According to the National Museum of Australia, Indigenous people have occupied mainland Australia for at least 65,000 years, probably predating the human settlement of what is now Europe and the Americas. Increasingly sophisticated dating methods of the earliest archaeological sites are providing a more accurate understanding of our continent’s earliest human habitation. Australia’s long, proud Indigenous history requires no embellishment or editing.

That is why anthropologist Peter Sutton and archaeologist Keryn Walshe have done Australians a favour with their new book, Farmers or Hunter-Gatherers? The Dark Emu Debate, released by Melbourne University Press. The scholars put the blowtorch to Bruce Pascoe’s controversial 2014 bestseller Dark Emu and found it badly wanting – poorly researched, exaggerated, ignoring widespread information that does not support the author’s opinions and containing a large number of factual errors, as columnist Henry Ergas wrote on Friday.

It also won numerous literary awards and was heavily promoted by the ABC. As Chris Kenny wrote on Saturday, the ABC, en masse, “went with what it sees as the woke Indigenous narrative (one that some Indigenous people now view as demeaning towards traditional hunter-gatherer skills and knowledge). Mr Pascoe, is, of course, entitled to try to hit back at the critique point by point, if he can. The record must be set straight, so far as reliable research will allow. Until it is, it makes no sense that Dark Emu be used in schools as an education text.

The problem, Dr Walshe said on Sydney radio, was “the errors and the incorrectness of the entire work’’. It was not about a different interpretation of history, it was about the misuse of the primary sources. Professor Sutton said he had expected Dark Emu would be “a typical kind of amateur’s work that would have its day for five minutes and then disappear’’. He was motivated to act when “it got to the point of being inserted into school curriculums”, and he thought about the children. “Who’s going to stand by and watch them be misinformed?” he said.
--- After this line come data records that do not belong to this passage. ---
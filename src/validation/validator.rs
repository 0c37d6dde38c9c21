use crate::output::schema::ProjectModel;
use crate::validation::rules::{
    LibraryModulesRule, ResourceLayoutRule, UniqueClasspathRule, UnrecognizedKindRule,
    ValidationRule, WebDeploymentExclusivityRule,
};
use anyhow::Result;

pub struct Validator {
    rules: Vec<Box<dyn ValidationRule>>,
}

impl Validator {
    pub fn new() -> Self {
        Self::default()
    }

    pub fn with_rules(rules: Vec<Box<dyn ValidationRule>>) -> Self {
        Self { rules }
    }

    pub fn validate(&self, model: &ProjectModel) -> Result<()> {
        for rule in &self.rules {
            if let Err(e) = rule.validate(model) {
                anyhow::bail!("[{}] {}", rule.name(), e);
            }
        }
        Ok(())
    }
}

impl Default for Validator {
    fn default() -> Self {
        Self {
            rules: vec![
                Box::new(UniqueClasspathRule),
                Box::new(WebDeploymentExclusivityRule),
                Box::new(LibraryModulesRule),
                Box::new(ResourceLayoutRule),
                Box::new(UnrecognizedKindRule),
            ],
        }
    }
}
//! Configuration management for wtpgen
//!
//! Settings are loaded from environment variables with defaults and checked
//! with [`WtpgenConfig::validate`]. Command-line flags override individual
//! fields after loading.
//!
//! # Environment Variables
//!
//! - `WTPGEN_POLICY`: Built-in decision table (reference|corrected) - default: "reference"
//! - `WTPGEN_POLICY_FILE`: TOML decision table, replaces `WTPGEN_POLICY` when set
//! - `WTPGEN_LIB_DEPLOY_PATH`: Module deploy path of the built-in tables - default: "/WEB-INF/lib"
//! - `WTPGEN_JAVA_FACET_VERSION`: Java facet version - default: "1.8"
//! - `WTPGEN_WEB_FACET_VERSION`: Web module facet version - default: "2.4"
//! - `WTPGEN_UTILITY_FACET_VERSION`: Utility module facet version - default: "1.0"
//! - `WTPGEN_PARALLEL`: Resolve independent projects concurrently (true|false) - default: "false"
//! - `WTPGEN_LOG_LEVEL`: Logging level - default: "info"
//!
//! # Example
//!
//! ```no_run
//! use wtpgen::WtpgenConfig;
//!
//! let config = WtpgenConfig::default();
//! config.validate().expect("Invalid configuration");
//! let table = config.load_policy().expect("Invalid policy");
//! ```

use crate::deploy::policy::DEFAULT_LIB_DEPLOY_PATH;
use crate::deploy::{DeploymentTable, FacetVersions};
use std::collections::HashMap;
use std::env;
use std::fmt;
use std::path::PathBuf;
use std::str::FromStr;
use thiserror::Error;
use tracing::warn;

const DEFAULT_LOG_LEVEL: &str = "info";
const DEFAULT_PARALLEL: bool = false;

#[derive(Debug, Error)]
pub enum ConfigError {
    #[error("Configuration validation failed: {0}")]
    ValidationFailed(String),

    #[error("Failed to parse {field}: {error}")]
    ParseError { field: String, error: String },

    #[error("Failed to load policy file {}: {error}", .path.display())]
    PolicyFile { path: PathBuf, error: String },
}

/// Which built-in decision table to use
#[derive(Debug, Clone, Copy, PartialEq, Eq, Default)]
pub enum PolicyChoice {
    #[default]
    Reference,
    Corrected,
}

impl PolicyChoice {
    pub fn as_str(&self) -> &'static str {
        match self {
            PolicyChoice::Reference => "reference",
            PolicyChoice::Corrected => "corrected",
        }
    }
}

impl FromStr for PolicyChoice {
    type Err = ConfigError;

    fn from_str(s: &str) -> Result<Self, Self::Err> {
        match s.to_lowercase().as_str() {
            "reference" => Ok(PolicyChoice::Reference),
            "corrected" => Ok(PolicyChoice::Corrected),
            other => Err(ConfigError::ParseError {
                field: "policy".to_string(),
                error: format!("unknown policy '{}', expected reference or corrected", other),
            }),
        }
    }
}

impl fmt::Display for PolicyChoice {
    fn fmt(&self, f: &mut fmt::Formatter<'_>) -> fmt::Result {
        f.write_str(self.as_str())
    }
}

#[derive(Debug, Clone)]
pub struct WtpgenConfig {
    pub policy: PolicyChoice,

    /// Overrides `policy` when set
    pub policy_file: Option<PathBuf>,

    pub lib_deploy_path: String,

    pub facet_versions: FacetVersions,

    pub parallel: bool,

    /// Logging level (trace, debug, info, warn, error)
    pub log_level: String,
}

impl Default for WtpgenConfig {
    /// Loads from `WTPGEN_*` environment variables, falling back to defaults
    fn default() -> Self {
        let policy = match env::var("WTPGEN_POLICY") {
            Ok(value) => value.parse::<PolicyChoice>().unwrap_or_else(|e| {
                warn!("{}; using reference policy", e);
                PolicyChoice::Reference
            }),
            Err(_) => PolicyChoice::Reference,
        };

        let policy_file = env::var("WTPGEN_POLICY_FILE")
            .ok()
            .filter(|v| !v.is_empty())
            .map(PathBuf::from);

        let lib_deploy_path = env::var("WTPGEN_LIB_DEPLOY_PATH")
            .unwrap_or_else(|_| DEFAULT_LIB_DEPLOY_PATH.to_string());

        let defaults = FacetVersions::default();
        let facet_versions = FacetVersions {
            java: env::var("WTPGEN_JAVA_FACET_VERSION").unwrap_or(defaults.java),
            web: env::var("WTPGEN_WEB_FACET_VERSION").unwrap_or(defaults.web),
            utility: env::var("WTPGEN_UTILITY_FACET_VERSION").unwrap_or(defaults.utility),
        };

        let parallel = env::var("WTPGEN_PARALLEL")
            .ok()
            .and_then(|v| v.parse::<bool>().ok())
            .unwrap_or(DEFAULT_PARALLEL);

        let log_level = env::var("WTPGEN_LOG_LEVEL")
            .unwrap_or_else(|_| DEFAULT_LOG_LEVEL.to_string())
            .to_lowercase();

        Self {
            policy,
            policy_file,
            lib_deploy_path,
            facet_versions,
            parallel,
            log_level,
        }
    }
}

impl WtpgenConfig {
    /// Checks that deploy paths are absolute, facet versions are non-empty and
    /// the log level is known.
    pub fn validate(&self) -> Result<(), ConfigError> {
        if !self.lib_deploy_path.starts_with('/') {
            return Err(ConfigError::ValidationFailed(format!(
                "Library deploy path must start with '/': {}",
                self.lib_deploy_path
            )));
        }

        for (name, version) in [
            ("java", &self.facet_versions.java),
            ("web", &self.facet_versions.web),
            ("utility", &self.facet_versions.utility),
        ] {
            if version.trim().is_empty() {
                return Err(ConfigError::ValidationFailed(format!(
                    "Facet version for {} cannot be empty",
                    name
                )));
            }
        }

        match self.log_level.as_str() {
            "trace" | "debug" | "info" | "warn" | "error" => {}
            _ => {
                return Err(ConfigError::ValidationFailed(format!(
                    "Invalid log level: {}. Valid options: trace, debug, info, warn, error",
                    self.log_level
                )))
            }
        }

        Ok(())
    }

    /// Builds the effective decision table: the policy file when one is
    /// configured, otherwise the selected built-in table.
    pub fn load_policy(&self) -> Result<DeploymentTable, ConfigError> {
        if let Some(path) = &self.policy_file {
            let content = std::fs::read_to_string(path).map_err(|e| ConfigError::PolicyFile {
                path: path.clone(),
                error: e.to_string(),
            })?;
            return DeploymentTable::from_toml_str(&path.display().to_string(), &content).map_err(
                |e| ConfigError::PolicyFile {
                    path: path.clone(),
                    error: e.to_string(),
                },
            );
        }

        let table = match self.policy {
            PolicyChoice::Reference => DeploymentTable::reference_with(&self.lib_deploy_path),
            PolicyChoice::Corrected => DeploymentTable::corrected_with(&self.lib_deploy_path),
        };
        table.map_err(|e| ConfigError::ValidationFailed(e.to_string()))
    }

    /// Converts configuration to a display map for output formatting
    pub fn to_display_map(&self) -> HashMap<String, String> {
        let mut map = HashMap::new();

        map.insert("policy".to_string(), self.policy.to_string());
        if let Some(ref file) = self.policy_file {
            map.insert("policy_file".to_string(), file.display().to_string());
        }
        map.insert("lib_deploy_path".to_string(), self.lib_deploy_path.clone());
        map.insert(
            "java_facet_version".to_string(),
            self.facet_versions.java.clone(),
        );
        map.insert(
            "web_facet_version".to_string(),
            self.facet_versions.web.clone(),
        );
        map.insert(
            "utility_facet_version".to_string(),
            self.facet_versions.utility.clone(),
        );
        map.insert("parallel".to_string(), self.parallel.to_string());
        map.insert("log_level".to_string(), self.log_level.clone());

        map
    }
}

impl fmt::Display for WtpgenConfig {
    fn fmt(&self, f: &mut fmt::Formatter<'_>) -> fmt::Result {
        writeln!(f, "Wtpgen Configuration:")?;
        writeln!(f, "  Policy: {}", self.policy)?;
        if let Some(ref file) = self.policy_file {
            writeln!(f, "  Policy File: {}", file.display())?;
        }
        writeln!(f, "  Library Deploy Path: {}", self.lib_deploy_path)?;
        writeln!(
            f,
            "  Facet Versions: java={} web={} utility={}",
            self.facet_versions.java, self.facet_versions.web, self.facet_versions.utility
        )?;
        writeln!(f, "  Parallel: {}", self.parallel)?;
        writeln!(f, "  Log Level: {}", self.log_level)?;
        Ok(())
    }
}

#[cfg(test)]
mod tests {
    use super::*;
    use crate::deploy::{DeploymentAttribute, DeploymentPolicy};
    use crate::project::{ProjectKind, Scope};
    use serial_test::serial;
    use std::io::Write;

    /// Helper to temporarily set environment variables for testing
    struct EnvGuard {
        key: String,
        old_value: Option<String>,
    }

    impl EnvGuard {
        fn set(key: &str, value: &str) -> Self {
            let old_value = env::var(key).ok();
            env::set_var(key, value);
            Self {
                key: key.to_string(),
                old_value,
            }
        }

        fn unset(key: &str) -> Self {
            let old_value = env::var(key).ok();
            env::remove_var(key);
            Self {
                key: key.to_string(),
                old_value,
            }
        }
    }

    impl Drop for EnvGuard {
        fn drop(&mut self) {
            match &self.old_value {
                Some(v) => env::set_var(&self.key, v),
                None => env::remove_var(&self.key),
            }
        }
    }

    fn clear_env() -> Vec<EnvGuard> {
        [
            "WTPGEN_POLICY",
            "WTPGEN_POLICY_FILE",
            "WTPGEN_LIB_DEPLOY_PATH",
            "WTPGEN_JAVA_FACET_VERSION",
            "WTPGEN_WEB_FACET_VERSION",
            "WTPGEN_UTILITY_FACET_VERSION",
            "WTPGEN_PARALLEL",
            "WTPGEN_LOG_LEVEL",
        ]
        .into_iter()
        .map(EnvGuard::unset)
        .collect()
    }

    #[test]
    #[serial]
    fn test_default_configuration() {
        let _guards = clear_env();

        let config = WtpgenConfig::default();

        assert_eq!(config.policy, PolicyChoice::Reference);
        assert_eq!(config.policy_file, None);
        assert_eq!(config.lib_deploy_path, "/WEB-INF/lib");
        assert_eq!(config.facet_versions, FacetVersions::default());
        assert!(!config.parallel);
        assert_eq!(config.log_level, DEFAULT_LOG_LEVEL);
        assert!(config.validate().is_ok());
    }

    #[test]
    #[serial]
    fn test_environment_variable_parsing() {
        let _cleared = clear_env();
        let _guards = vec![
            EnvGuard::set("WTPGEN_POLICY", "Corrected"),
            EnvGuard::set("WTPGEN_LIB_DEPLOY_PATH", "/lib"),
            EnvGuard::set("WTPGEN_WEB_FACET_VERSION", "3.1"),
            EnvGuard::set("WTPGEN_PARALLEL", "true"),
            EnvGuard::set("WTPGEN_LOG_LEVEL", "DEBUG"),
        ];

        let config = WtpgenConfig::default();

        assert_eq!(config.policy, PolicyChoice::Corrected);
        assert_eq!(config.lib_deploy_path, "/lib");
        assert_eq!(config.facet_versions.web, "3.1");
        assert_eq!(config.facet_versions.java, "1.8");
        assert!(config.parallel);
        assert_eq!(config.log_level, "debug");
    }

    #[test]
    #[serial]
    fn test_unknown_policy_falls_back_to_reference() {
        let _cleared = clear_env();
        let _guard = EnvGuard::set("WTPGEN_POLICY", "lenient");

        assert_eq!(WtpgenConfig::default().policy, PolicyChoice::Reference);
    }

    #[test]
    #[serial]
    fn test_validation_relative_deploy_path() {
        let _cleared = clear_env();
        let mut config = WtpgenConfig::default();
        config.lib_deploy_path = "WEB-INF/lib".to_string();

        assert!(matches!(
            config.validate(),
            Err(ConfigError::ValidationFailed(_))
        ));
    }

    #[test]
    #[serial]
    fn test_validation_empty_facet_version() {
        let _cleared = clear_env();
        let mut config = WtpgenConfig::default();
        config.facet_versions.utility = " ".to_string();

        assert!(config.validate().is_err());
    }

    #[test]
    #[serial]
    fn test_validation_invalid_log_level() {
        let _cleared = clear_env();
        let mut config = WtpgenConfig::default();
        config.log_level = "invalid".to_string();

        assert!(config.validate().is_err());
    }

    #[test]
    #[serial]
    fn test_load_builtin_policy() {
        let _cleared = clear_env();
        let mut config = WtpgenConfig::default();
        config.policy = PolicyChoice::Corrected;
        config.lib_deploy_path = "/lib".to_string();

        let table = config.load_policy().unwrap();
        assert_eq!(table.name(), "corrected");
        assert_eq!(
            table
                .decide(ProjectKind::JavaLibrary, Scope::Provided)
                .attribute,
            DeploymentAttribute::None
        );
        assert_eq!(
            table
                .decide(ProjectKind::WebApplication, Scope::Compile)
                .module_path(),
            Some("/lib")
        );
    }

    #[test]
    #[serial]
    fn test_load_policy_file() {
        let _cleared = clear_env();
        let mut file = tempfile::NamedTempFile::new().unwrap();
        write!(
            file,
            "{}",
            DeploymentTable::corrected().to_toml_string().unwrap()
        )
        .unwrap();

        let mut config = WtpgenConfig::default();
        config.policy_file = Some(file.path().to_path_buf());

        let table = config.load_policy().unwrap();
        assert_eq!(table.rules(), DeploymentTable::corrected().rules());
    }

    #[test]
    #[serial]
    fn test_load_invalid_policy_file() {
        let _cleared = clear_env();
        let mut file = tempfile::NamedTempFile::new().unwrap();
        write!(file, "[[rule]]\nkind = \"java-library\"\n").unwrap();

        let mut config = WtpgenConfig::default();
        config.policy_file = Some(file.path().to_path_buf());

        assert!(matches!(
            config.load_policy(),
            Err(ConfigError::PolicyFile { .. })
        ));
    }

    #[test]
    #[serial]
    fn test_missing_policy_file() {
        let _cleared = clear_env();
        let mut config = WtpgenConfig::default();
        config.policy_file = Some(PathBuf::from("/nonexistent/policy.toml"));

        assert!(matches!(
            config.load_policy(),
            Err(ConfigError::PolicyFile { .. })
        ));
    }

    #[test]
    #[serial]
    fn test_display_and_map() {
        let _cleared = clear_env();
        let config = WtpgenConfig::default();

        let display = format!("{}", config);
        assert!(display.contains("Wtpgen Configuration:"));
        assert!(display.contains("Policy: reference"));

        let map = config.to_display_map();
        assert_eq!(map.get("lib_deploy_path").map(String::as_str), Some("/WEB-INF/lib"));
        assert!(!map.contains_key("policy_file"));
    }

    #[test]
    fn test_policy_choice_parse() {
        assert_eq!("reference".parse::<PolicyChoice>().unwrap(), PolicyChoice::Reference);
        assert!("strict".parse::<PolicyChoice>().is_err());
    }
}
Our earliest history is too important to be misrepresented with false, strangely “Westernised’’ notions of farming and villages of “1000 people”. As Ergas wrote, a powerful force has been at work, that “being right matters far less than being on the right side’’.That, he argued, is a recipe not for advancing knowledge but for entrenching ignorance. In putting Dark Emu to the test of fact, Professor Sutton and Dr Walshe have broken that mould, doing this country and its Indigenous people a great service.